Pull-ups are among the most effective exercises to strengthen your upper body, arms and core, according to Brett Stewart, author of “7 Weeks to 50 Pull-Ups.” When performed accurately, a pull-up safely challenges your biceps, lats, traps, rhomboids and abdominals. No single exercise is perfect for everyone, however, and pull-ups are no exception. While the exercise clearly offers benefits, consider some of the disadvantages of pull-ups before incorporating them into your strengthening routine.

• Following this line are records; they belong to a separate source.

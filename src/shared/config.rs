//! Configuration: TOML file, `.env` secrets and CLI overrides

use rust_decimal::Decimal;
use serde::Deserialize;
use solana_sdk::pubkey::Pubkey;
use std::fs;
use std::path::{Path, PathBuf};
use std::str::FromStr;
use std::time::Duration;

use crate::shared::errors::ConfigError;
use crate::shared::types::{AssetPair, TokenDescriptor, VenueDescriptor, VenuePair, VenueSlot};
use crate::shared::utils::decimal_from_f64;

const DEFAULT_BASE_MINT: &str = "SKRbvo6Gf7GondiT3BbTfuRDPqLWei4j2Qy2NPGZhW3";
const DEFAULT_QUOTE_MINT: &str = "EPjFWdd5AufqSSqeM2qN1xzybapC8G4wEGGkZwyTDt1v";
const DEFAULT_RAYDIUM_POOL: &str = "fchJDDYsnkX6dhY7MMjvNRmYiR7DMSYisKqT2HAZmqP";
const DEFAULT_ORCA_POOL: &str = "VY1ZQXjqBwvuWgVfTfhqanJe96GGoQrX7xZZDrWPGiT";

#[derive(Debug, Clone, Deserialize)]
#[serde(default)]
pub struct RpcCfg {
    pub url: String,
    /// Websocket endpoint; derived from `url` when absent
    pub ws_url: Option<String>,
}

impl Default for RpcCfg {
    fn default() -> Self {
        Self {
            url: "https://api.mainnet-beta.solana.com".to_string(),
            ws_url: None,
        }
    }
}

impl RpcCfg {
    pub fn websocket_url(&self) -> String {
        if let Some(ws) = &self.ws_url {
            return ws.clone();
        }
        if let Some(rest) = self.url.strip_prefix("https://") {
            format!("wss://{}", rest)
        } else if let Some(rest) = self.url.strip_prefix("http://") {
            format!("ws://{}", rest)
        } else {
            self.url.clone()
        }
    }
}

#[derive(Debug, Clone, Default, Deserialize)]
#[serde(default)]
pub struct WalletCfg {
    /// Path to a keypair JSON file. `WALLET_PRIVATE_KEY` is used when unset.
    pub keypair: Option<String>,
}

/// Largest decimal count accepted for a token; SPL mints stay well below it.
pub const MAX_TOKEN_DECIMALS: u8 = 18;

#[derive(Debug, Clone, Deserialize)]
pub struct TokenInfo {
    pub mint: String,
    pub symbol: String,
    pub decimals: u8,
}

impl TokenInfo {
    fn descriptor(&self, field: &str) -> Result<TokenDescriptor, ConfigError> {
        Ok(TokenDescriptor::new(
            self.symbol.trim(),
            parse_pubkey(&self.mint, field)?,
            self.decimals,
        ))
    }
}

#[derive(Debug, Clone, Deserialize)]
#[serde(default)]
pub struct TokenCfg {
    pub base: TokenInfo,
    pub quote: TokenInfo,
}

impl Default for TokenCfg {
    fn default() -> Self {
        Self {
            base: TokenInfo {
                mint: DEFAULT_BASE_MINT.to_string(),
                symbol: "BASE".to_string(),
                decimals: 6,
            },
            quote: TokenInfo {
                mint: DEFAULT_QUOTE_MINT.to_string(),
                symbol: "USDC".to_string(),
                decimals: 6,
            },
        }
    }
}

/// On-chain pool layout, used to look up the venue fee rate.
#[derive(Debug, Clone, Copy, PartialEq, Eq, Deserialize)]
#[serde(rename_all = "snake_case")]
pub enum PoolKind {
    OrcaWhirlpool,
    RaydiumClmm,
}

#[derive(Debug, Clone, Deserialize)]
pub struct VenueCfg {
    /// Display name
    pub name: String,
    /// DEX label understood by the route API
    pub dex_label: String,
    pub pool_address: String,
    pub pool_kind: PoolKind,
}

#[derive(Debug, Clone, Deserialize)]
#[serde(default)]
pub struct VenuesCfg {
    pub first: VenueCfg,
    pub second: VenueCfg,
}

impl Default for VenuesCfg {
    fn default() -> Self {
        Self {
            first: VenueCfg {
                name: "Raydium".to_string(),
                dex_label: "Raydium CLMM".to_string(),
                pool_address: DEFAULT_RAYDIUM_POOL.to_string(),
                pool_kind: PoolKind::RaydiumClmm,
            },
            second: VenueCfg {
                name: "Orca".to_string(),
                dex_label: "Whirlpool".to_string(),
                pool_address: DEFAULT_ORCA_POOL.to_string(),
                pool_kind: PoolKind::OrcaWhirlpool,
            },
        }
    }
}

impl VenuesCfg {
    pub fn get(&self, slot: VenueSlot) -> &VenueCfg {
        match slot {
            VenueSlot::First => &self.first,
            VenueSlot::Second => &self.second,
        }
    }
}

#[derive(Debug, Clone, Deserialize)]
#[serde(default)]
pub struct TradeCfg {
    /// Trade amount in quote units, kept as a string to avoid float rounding
    pub amount_in: String,
    pub min_profit_percent: f64,
    pub slippage_bps: u16,
    pub simulate_only: bool,
}

impl Default for TradeCfg {
    fn default() -> Self {
        Self {
            amount_in: "1".to_string(),
            min_profit_percent: 1.0,
            slippage_bps: 100,
            simulate_only: false,
        }
    }
}

#[derive(Debug, Clone, Deserialize)]
#[serde(default)]
pub struct SchedulerCfg {
    pub debounce_ms: u64,
    pub render_interval_ms: u64,
}

impl Default for SchedulerCfg {
    fn default() -> Self {
        Self {
            debounce_ms: 1_000,
            render_interval_ms: 1_000,
        }
    }
}

#[derive(Debug, Clone, Deserialize)]
#[serde(default)]
pub struct TimeoutsCfg {
    pub quote_ms: u64,
    pub balance_ms: u64,
    pub swap_ms: u64,
}

impl Default for TimeoutsCfg {
    fn default() -> Self {
        Self {
            quote_ms: 5_000,
            balance_ms: 5_000,
            swap_ms: 90_000,
        }
    }
}

impl TimeoutsCfg {
    pub fn quote(&self) -> Duration {
        Duration::from_millis(self.quote_ms)
    }

    pub fn balance(&self) -> Duration {
        Duration::from_millis(self.balance_ms)
    }

    pub fn swap(&self) -> Duration {
        Duration::from_millis(self.swap_ms)
    }
}

#[derive(Debug, Clone, Deserialize)]
#[serde(default)]
pub struct CostsCfg {
    /// Static gas estimate (SOL) for both legs when sampling fails
    pub fallback_gas_sol: f64,
    /// Last-resort SOL/USD price
    pub fallback_native_price_usd: f64,
}

impl Default for CostsCfg {
    fn default() -> Self {
        Self {
            fallback_gas_sol: 0.005,
            fallback_native_price_usd: 200.0,
        }
    }
}

#[derive(Debug, Clone, Deserialize)]
#[serde(default)]
pub struct RouteApiCfg {
    pub base_url: String,
    pub api_key: Option<String>,
}

impl Default for RouteApiCfg {
    fn default() -> Self {
        Self {
            base_url: "https://lite-api.jup.ag/swap/v1".to_string(),
            api_key: None,
        }
    }
}

#[derive(Debug, Clone, Deserialize)]
#[serde(default)]
pub struct DisplayCfg {
    pub enabled: bool,
    pub recent_trades: usize,
}

impl Default for DisplayCfg {
    fn default() -> Self {
        Self {
            enabled: true,
            recent_trades: 10,
        }
    }
}

#[derive(Debug, Clone, Default, Deserialize)]
#[serde(default)]
pub struct LedgerCfg {
    /// Append every trade record as a JSON line to this file
    pub journal_path: Option<PathBuf>,
}

#[derive(Debug, Clone, Default, Deserialize)]
#[serde(default)]
pub struct Config {
    pub rpc: RpcCfg,
    pub wallet: WalletCfg,
    pub tokens: TokenCfg,
    pub venues: VenuesCfg,
    pub trade: TradeCfg,
    pub scheduler: SchedulerCfg,
    pub timeouts: TimeoutsCfg,
    pub costs: CostsCfg,
    pub route_api: RouteApiCfg,
    pub display: DisplayCfg,
    pub ledger: LedgerCfg,
}

impl Config {
    pub fn from_file<P: AsRef<Path>>(path: P) -> Result<Self, ConfigError> {
        let s = fs::read_to_string(path.as_ref())
            .map_err(|e| ConfigError::Read(format!("{}: {}", path.as_ref().display(), e)))?;
        Self::from_toml(&s)
    }

    pub fn from_toml(s: &str) -> Result<Self, ConfigError> {
        toml::from_str(s).map_err(|e| ConfigError::Parse(e.to_string()))
    }

    /// Fill secrets from the environment (`.env` is loaded by `main`).
    pub fn apply_env(&mut self) {
        if self.route_api.api_key.is_none() {
            self.route_api.api_key = std::env::var("ROUTE_API_KEY")
                .ok()
                .map(|v| v.trim().to_string())
                .filter(|v| !v.is_empty());
        }
        if let Ok(url) = std::env::var("RPC_URL") {
            if !url.trim().is_empty() {
                self.rpc.url = url.trim().to_string();
            }
        }
    }

    pub fn amount_in(&self) -> Result<Decimal, ConfigError> {
        let amount = Decimal::from_str(self.trade.amount_in.trim())
            .map_err(|e| ConfigError::invalid("trade.amount_in", e.to_string()))?;
        if amount <= Decimal::ZERO {
            return Err(ConfigError::invalid("trade.amount_in", "must be positive"));
        }
        Ok(amount)
    }

    pub fn min_profit_percent(&self) -> Result<Decimal, ConfigError> {
        let pct = self.trade.min_profit_percent;
        if !pct.is_finite() || pct < 0.0 {
            return Err(ConfigError::invalid(
                "trade.min_profit_percent",
                "must be a finite, non-negative number",
            ));
        }
        decimal_from_f64(pct)
            .ok_or_else(|| ConfigError::invalid("trade.min_profit_percent", "not representable"))
    }

    pub fn asset_pair(&self) -> Result<AssetPair, ConfigError> {
        let tokens = [
            ("tokens.base.decimals", &self.tokens.base),
            ("tokens.quote.decimals", &self.tokens.quote),
        ];
        for (field, token) in tokens {
            if token.decimals > MAX_TOKEN_DECIMALS {
                return Err(ConfigError::invalid(
                    field,
                    format!("{} exceeds the maximum of {}", token.decimals, MAX_TOKEN_DECIMALS),
                ));
            }
        }
        let base = self.tokens.base.descriptor("tokens.base.mint")?;
        let quote = self.tokens.quote.descriptor("tokens.quote.mint")?;
        if base.mint == quote.mint {
            return Err(ConfigError::invalid("tokens", "base and quote mints must differ"));
        }
        Ok(AssetPair::new(base, quote))
    }

    pub fn venue_pair(&self) -> Result<VenuePair, ConfigError> {
        let describe = |slot: VenueSlot, field: &str| -> Result<VenueDescriptor, ConfigError> {
            let cfg = self.venues.get(slot);
            Ok(VenueDescriptor {
                slot,
                name: cfg.name.clone(),
                pool_address: parse_pubkey(&cfg.pool_address, field)?,
            })
        };
        let pair = VenuePair {
            first: describe(VenueSlot::First, "venues.first.pool_address")?,
            second: describe(VenueSlot::Second, "venues.second.pool_address")?,
        };
        if pair.first.pool_address == pair.second.pool_address {
            return Err(ConfigError::invalid("venues", "the two venues must use different pools"));
        }
        Ok(pair)
    }

    /// Check everything the engine relies on before any I/O happens.
    pub fn validate(&self) -> Result<(), ConfigError> {
        self.amount_in()?;
        self.min_profit_percent()?;
        self.asset_pair()?;
        self.venue_pair()?;
        if self.scheduler.debounce_ms == 0 {
            return Err(ConfigError::invalid("scheduler.debounce_ms", "must be non-zero"));
        }
        if self.scheduler.render_interval_ms == 0 {
            return Err(ConfigError::invalid("scheduler.render_interval_ms", "must be non-zero"));
        }
        if self.costs.fallback_gas_sol < 0.0 || !self.costs.fallback_gas_sol.is_finite() {
            return Err(ConfigError::invalid("costs.fallback_gas_sol", "must be non-negative"));
        }
        if self.costs.fallback_native_price_usd <= 0.0 || !self.costs.fallback_native_price_usd.is_finite() {
            return Err(ConfigError::invalid("costs.fallback_native_price_usd", "must be positive"));
        }
        Ok(())
    }
}

fn parse_pubkey(value: &str, field: &str) -> Result<Pubkey, ConfigError> {
    Pubkey::from_str(value.trim()).map_err(|e| {
        ConfigError::invalid(
            field,
            format!("\"{}\" is not a base58-encoded 32 byte key ({})", value, e),
        )
    })
}
//! Domain layer - evaluation, execution and bookkeeping

pub mod arbitrage;
pub mod execution;
pub mod ledger;
pub mod ports;

#[cfg(test)]
pub(crate) mod testing;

Use proper form for pull-ups to avoid strain. (Image: JackF/iStock/Getty Images)

Strength Requirements

Even a single pull-up requires significant upper body strength and control that many people -- particularly beginners -- don’t have. Individuals who are new to strength training and lack the necessary arm, back and core musculature to execute a pull-up slowly and smoothly can feel self-conscious or embarrassed in a gym setting. The American Council on Exercise lists pull-ups as an intermediate exercise and advises beginners to develop their bicep and lat strength with less technically-challenging exercises, such as the seated row.

Safety Concerns

When technique is compromised, pull-ups can put tremendous strain on the shoulders, elbows and neck. Beginners -- or individuals who are fatigued -- might have difficulty maintaining proper alignment throughout a set a pull-ups. Proper form involves engaging the abdominal muscles, pulling the shoulders down and slightly back and keeping your head directly over your spine throughout every vertical lift. Poor form, including execution with the bar behind the neck, or with an overly wide grip, can be devastating for shoulder health. Overextending the elbows in the downward phase can cause soreness or pain in the elbow joints, and neck strain can result from allowing the head to fall forward.

Targeted Muscles

If your primary goal for vertical pulls is to build bicep strength, chin-ups might be a better option than pull-ups. Pull-ups tend to target the lats slightly more than the biceps. In a pull-up, you grasp the bar with your palms facing away from you, and more force is applied to your lats than to your biceps. In a chin-up, your palms face toward you, and your biceps are likely to receive a greater workout.

Pain and Discomfort

Pull-ups challenge the entire upper region, and it is often difficult to distinguish between normal levels of soreness and outright pain. Many people find the forward-facing grip of a pull-up uncomfortable, particularly if they have suffered from shoulder injuries in the past. Listen to your body’s warning signals and be strict about stopping if you experience sharp pain, muscle spasms or numbness.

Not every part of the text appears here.